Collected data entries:
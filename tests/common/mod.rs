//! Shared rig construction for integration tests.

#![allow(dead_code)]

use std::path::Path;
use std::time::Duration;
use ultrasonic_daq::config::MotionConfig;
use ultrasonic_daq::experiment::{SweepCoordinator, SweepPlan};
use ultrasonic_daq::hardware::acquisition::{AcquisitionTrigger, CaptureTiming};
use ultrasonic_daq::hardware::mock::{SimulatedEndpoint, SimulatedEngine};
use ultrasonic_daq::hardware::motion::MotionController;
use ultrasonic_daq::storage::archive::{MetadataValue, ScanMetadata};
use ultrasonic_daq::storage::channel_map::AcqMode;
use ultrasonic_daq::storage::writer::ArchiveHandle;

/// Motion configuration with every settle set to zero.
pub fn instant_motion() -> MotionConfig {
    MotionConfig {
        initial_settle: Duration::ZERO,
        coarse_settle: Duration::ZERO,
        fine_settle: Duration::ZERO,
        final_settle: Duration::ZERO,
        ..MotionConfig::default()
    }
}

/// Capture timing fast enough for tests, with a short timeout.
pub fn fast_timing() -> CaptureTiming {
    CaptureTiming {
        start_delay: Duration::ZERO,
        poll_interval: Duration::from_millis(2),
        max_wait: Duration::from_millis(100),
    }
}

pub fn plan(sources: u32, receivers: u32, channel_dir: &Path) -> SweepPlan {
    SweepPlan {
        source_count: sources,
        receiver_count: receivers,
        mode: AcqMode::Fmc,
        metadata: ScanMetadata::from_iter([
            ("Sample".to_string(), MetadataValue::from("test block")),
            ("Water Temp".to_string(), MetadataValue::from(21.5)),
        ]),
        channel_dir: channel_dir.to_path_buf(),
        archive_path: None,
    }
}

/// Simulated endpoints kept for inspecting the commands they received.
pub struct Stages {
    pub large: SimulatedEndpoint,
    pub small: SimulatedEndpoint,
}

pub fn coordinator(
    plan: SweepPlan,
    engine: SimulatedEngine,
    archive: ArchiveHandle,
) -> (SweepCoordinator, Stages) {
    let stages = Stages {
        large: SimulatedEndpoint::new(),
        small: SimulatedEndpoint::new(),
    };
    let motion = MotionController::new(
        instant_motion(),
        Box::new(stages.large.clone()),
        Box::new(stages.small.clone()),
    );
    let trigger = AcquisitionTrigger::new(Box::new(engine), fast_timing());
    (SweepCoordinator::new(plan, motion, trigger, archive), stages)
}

Exercise requirements: Each entry should be duplicated exactly as it was given.

Answer box:
filename tests/common/mod.rs
//! Shared rig construction for integration tests.

#![allow(dead_code)]

use std::path::Path;
use std::time::Duration;
use ultrasonic_daq::config::MotionConfig;
use ultrasonic_daq::experiment::{SweepCoordinator, SweepPlan};
use ultrasonic_daq::hardware::acquisition::{AcquisitionTrigger, CaptureTiming};
use ultrasonic_daq::hardware::mock::{SimulatedEndpoint, SimulatedEngine};
use ultrasonic_daq::hardware::motion::MotionController;
use ultrasonic_daq::storage::archive::{MetadataValue, ScanMetadata};
use ultrasonic_daq::storage::channel_map::AcqMode;
use ultrasonic_daq::storage::writer::ArchiveHandle;

/// Motion configuration with every settle set to zero.
pub fn instant_motion() -> MotionConfig {
    MotionConfig {
        initial_settle: Duration::ZERO,
        coarse_settle: Duration::ZERO,
        fine_settle: Duration::ZERO,
        final_settle: Duration::ZERO,
        ..MotionConfig::default()
    }
}

/// Capture timing fast enough for tests, with a short timeout.
pub fn fast_timing() -> CaptureTiming {
    CaptureTiming {
        start_delay: Duration::ZERO,
        poll_interval: Duration::from_millis(2),
        max_wait: Duration::from_millis(100),
    }
}

pub fn plan(sources: u32, receivers: u32, channel_dir: &Path) -> SweepPlan {
    SweepPlan {
        source_count: sources,
        receiver_count: receivers,
        mode: AcqMode::Fmc,
        metadata: ScanMetadata::from_iter([
            ("Sample".to_string(), MetadataValue::from("test block")),
            ("Water Temp".to_string(), MetadataValue::from(21.5)),
        ]),
        channel_dir: channel_dir.to_path_buf(),
        archive_path: None,
    }
}

/// Simulated endpoints kept for inspecting the commands they received.
pub struct Stages {
    pub large: SimulatedEndpoint,
    pub small: SimulatedEndpoint,
}

pub fn coordinator(
    plan: SweepPlan,
    engine: SimulatedEngine,
    archive: ArchiveHandle,
) -> (SweepCoordinator, Stages) {
    let stages = Stages {
        large: SimulatedEndpoint::new(),
        small: SimulatedEndpoint::new(),
    };
    let motion = MotionController::new(
        instant_motion(),
        Box::new(stages.large.clone()),
        Box::new(stages.small.clone()),
    );
    let trigger = AcquisitionTrigger::new(Box::new(engine), fast_timing());
    (SweepCoordinator::new(plan, motion, trigger, archive), stages)
}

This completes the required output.